/alignment-variants

Pipeline to perform alignment & variant calling on whole-genome sequence data

Primary LanguagePython

alignment-variants

Tests

A pipeline to align (map) reads against a reference genome, and call variants based on the alignment.

Pipeline

Reads are trimmed and filtered using fastp, then mapped against the reference genome using bwa-mem (short reads) or minimap2 (long reads).
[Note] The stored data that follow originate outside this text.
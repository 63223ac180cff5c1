use sea_orm::{ActiveValue, QueryFilter, QueryOrder, TransactionTrait, prelude::*};
use uuid::Uuid;

use crate::{
    Deposit, DepositInput, ResultEngine, deposits,
    util::{ensure_date_in_month, ensure_positive_amount, parse_uuid},
};

use super::{Engine, with_tx};

impl Engine {
    /// Log cash a member handed to the mess.
    pub async fn add_deposit(
        &self,
        mess_id: Uuid,
        month_id: Uuid,
        input: DepositInput,
        user_id: &str,
    ) -> ResultEngine<Uuid> {
        ensure_positive_amount(input.amount, "deposit")?;
        let deposit_id = Uuid::new_v4();
        with_tx!(self, |db_tx| {
            self.require_mess(&db_tx, mess_id, user_id).await?;
            let month = self.require_month(&db_tx, mess_id, month_id).await?;
            ensure_date_in_month(input.date, &month.code)?;
            self.require_member(&db_tx, mess_id, input.member_id).await?;

            deposits::ActiveModel {
                id: ActiveValue::Set(deposit_id.to_string()),
                mess_id: ActiveValue::Set(mess_id.to_string()),
                month_id: ActiveValue::Set(month_id.to_string()),
                date: ActiveValue::Set(input.date),
                member_id: ActiveValue::Set(input.member_id.to_string()),
                amount_minor: ActiveValue::Set(input.amount.minor()),
            }
            .insert(&db_tx)
            .await?;
            tracing::info!(%mess_id, %deposit_id, amount = %input.amount, "deposit added");
            Ok(deposit_id)
        })
    }

    pub async fn update_deposit(
        &self,
        mess_id: Uuid,
        deposit_id: Uuid,
        input: DepositInput,
        user_id: &str,
    ) -> ResultEngine<()> {
        ensure_positive_amount(input.amount, "deposit")?;
        with_tx!(self, |db_tx| {
            self.require_mess(&db_tx, mess_id, user_id).await?;
            let model = self.require_deposit(&db_tx, mess_id, deposit_id).await?;
            let month_id = parse_uuid(&model.month_id, "month")?;
            let month = self.require_month(&db_tx, mess_id, month_id).await?;
            ensure_date_in_month(input.date, &month.code)?;
            self.require_member(&db_tx, mess_id, input.member_id).await?;

            let mut active: deposits::ActiveModel = model.into();
            active.date = ActiveValue::Set(input.date);
            active.member_id = ActiveValue::Set(input.member_id.to_string());
            active.amount_minor = ActiveValue::Set(input.amount.minor());
            active.update(&db_tx).await?;
            Ok(())
        })
    }

    pub async fn delete_deposit(
        &self,
        mess_id: Uuid,
        deposit_id: Uuid,
        user_id: &str,
    ) -> ResultEngine<()> {
        with_tx!(self, |db_tx| {
            self.require_mess(&db_tx, mess_id, user_id).await?;
            self.require_deposit(&db_tx, mess_id, deposit_id).await?;
            deposits::Entity::delete_by_id(deposit_id.to_string())
                .exec(&db_tx)
                .await?;
            Ok(())
        })
    }

    pub async fn list_deposits(
        &self,
        mess_id: Uuid,
        month_id: Uuid,
        user_id: &str,
    ) -> ResultEngine<Vec<Deposit>> {
        with_tx!(self, |db_tx| {
            self.require_mess(&db_tx, mess_id, user_id).await?;
            self.require_month(&db_tx, mess_id, month_id).await?;
            let models = deposits::Entity::find()
                .filter(deposits::Column::MonthId.eq(month_id.to_string()))
                .order_by_asc(deposits::Column::Date)
                .order_by_asc(deposits::Column::Id)
                .all(&db_tx)
                .await?;
            models.into_iter().map(Deposit::try_from).collect()
        })
    }
}
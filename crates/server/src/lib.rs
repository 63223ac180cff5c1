use axum::{Json, http::StatusCode, response::IntoResponse};
use engine::EngineError;

use serde::Serialize;
pub use server::{ServerState, app, run_with_listener};

mod bazar;
mod deposits;
mod expenses;
mod meals;
mod members;
mod mess;
mod months;
mod reports;
mod server;
mod user;

pub enum ServerError {
    Engine(EngineError),
    Generic(String),
}

#[derive(Serialize)]
struct Error {
    error: String,
}

fn status_for_engine_error(err: &EngineError) -> StatusCode {
    match err {
        EngineError::KeyNotFound(_) => StatusCode::NOT_FOUND,
        EngineError::ExistingKey(_) => StatusCode::CONFLICT,
        EngineError::Database(_) => StatusCode::INTERNAL_SERVER_ERROR,
        EngineError::InvalidAmount(_)
        | EngineError::InvalidArgument(_)
        | EngineError::InvalidName(_)
        | EngineError::InvalidDate(_)
        | EngineError::InvalidId(_) => StatusCode::UNPROCESSABLE_ENTITY,
    }
}

fn message_for_engine_error(err: EngineError) -> String {
    match err {
        EngineError::Database(db_err) => {
            tracing::error!("database error: {db_err}");
            "internal server error".to_string()
        }
        other => other.to_string(),
    }
}

impl IntoResponse for ServerError {
    fn into_response(self) -> axum::response::Response {
        let (status, error) = match self {
            ServerError::Engine(err) => (status_for_engine_error(&err), message_for_engine_error(err)),
            ServerError::Generic(err) => (StatusCode::BAD_REQUEST, err),
        };

        (status, Json(Error { error })).into_response()
    }
}

impl From<EngineError> for ServerError {
    fn from(value: EngineError) -> Self {
        Self::Engine(value)
    }
}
Alignment metrics are generated by samtools and qualimap.

Variants are called using freebayes.

flowchart TD
  ref[ref.fa]
  fastq_short[fastq_short]
  fastq_long[fastq_long]
  fastq_short --> fastp(fastp)
  fastq_long --> nanoq_pre_filter("nanoq (pre-filter)")
  fastq_long --> filtlong(filtlong)
  filtlong --> nanoq_post_filter("nanoq (post-filter)")
  ref --> bwa(bwa_mem)
  fastp --> bwa
  bwa --> alignments[alignments]
  ref --> minimap2(minimap2)
  filtlong --> minimap2
  minimap2 --> alignments
  alignments --> qualimap(qualimap_bamqc)
  alignments --> samtools_stats(samtools_stats)
  alignments --> freebayes(freebayes)
  alignments --> samtools_mpileup(samtools_mpileup)
  samtools_mpileup --> generate_low_coverage_bed(generate_low_coverage_bed)
  samtools_mpileup --> percent_coverage_by_depth(percent_coverage_by_depth)
  qualimap --> combined_alignment_qc(combined_alignment_qc)
  samtools_stats --> combined_alignment_qc
Loading

Usage

nextflow run BCCDC-PHL/alignment-variants \
  --ref /path/to/ref.fa \
  --fastq_input /path/to/fastqs \
  --outdir /path/to/outputs

Including the --collect_outputs flag will add the collected_fastp.csv and collected_qualimap_bamqc.csv outputs, which include results for all samples collected into a single file.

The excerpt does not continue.